(The records)

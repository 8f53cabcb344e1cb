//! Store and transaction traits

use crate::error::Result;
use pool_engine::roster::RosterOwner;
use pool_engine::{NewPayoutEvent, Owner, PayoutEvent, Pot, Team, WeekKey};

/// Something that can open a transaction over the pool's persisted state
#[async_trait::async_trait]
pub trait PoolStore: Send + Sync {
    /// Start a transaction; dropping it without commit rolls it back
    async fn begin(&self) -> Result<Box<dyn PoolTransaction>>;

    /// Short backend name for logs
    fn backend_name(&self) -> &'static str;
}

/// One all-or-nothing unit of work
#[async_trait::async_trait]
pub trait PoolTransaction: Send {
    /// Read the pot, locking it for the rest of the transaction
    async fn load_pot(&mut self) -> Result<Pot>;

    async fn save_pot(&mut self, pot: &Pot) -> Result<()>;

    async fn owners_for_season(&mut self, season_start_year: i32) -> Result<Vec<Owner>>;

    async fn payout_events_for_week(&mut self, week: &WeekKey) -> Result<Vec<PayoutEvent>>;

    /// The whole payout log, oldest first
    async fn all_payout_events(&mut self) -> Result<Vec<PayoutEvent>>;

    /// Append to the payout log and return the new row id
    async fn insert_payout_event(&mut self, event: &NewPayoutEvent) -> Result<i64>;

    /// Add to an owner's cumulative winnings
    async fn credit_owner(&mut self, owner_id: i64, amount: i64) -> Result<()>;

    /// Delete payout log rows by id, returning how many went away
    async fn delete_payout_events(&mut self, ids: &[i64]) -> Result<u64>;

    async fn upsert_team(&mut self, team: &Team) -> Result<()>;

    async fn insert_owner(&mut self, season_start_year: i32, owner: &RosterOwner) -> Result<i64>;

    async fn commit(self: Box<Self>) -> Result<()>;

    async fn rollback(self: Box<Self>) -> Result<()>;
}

(End The records)

Only the lines above from the one with "async fn insert_payout_event(&mut" through the one with "async fn upsert_team(&mut" should be duplicated, character for character.

    async fn insert_payout_event(&mut self, event: &NewPayoutEvent) -> Result<i64>;

    /// Add to an owner's cumulative winnings
    async fn credit_owner(&mut self, owner_id: i64, amount: i64) -> Result<()>;

    /// Delete payout log rows by id, returning how many went away
    async fn delete_payout_events(&mut self, ids: &[i64]) -> Result<u64>;

    async fn upsert_team(&mut self, team: &Team) -> Result<()>;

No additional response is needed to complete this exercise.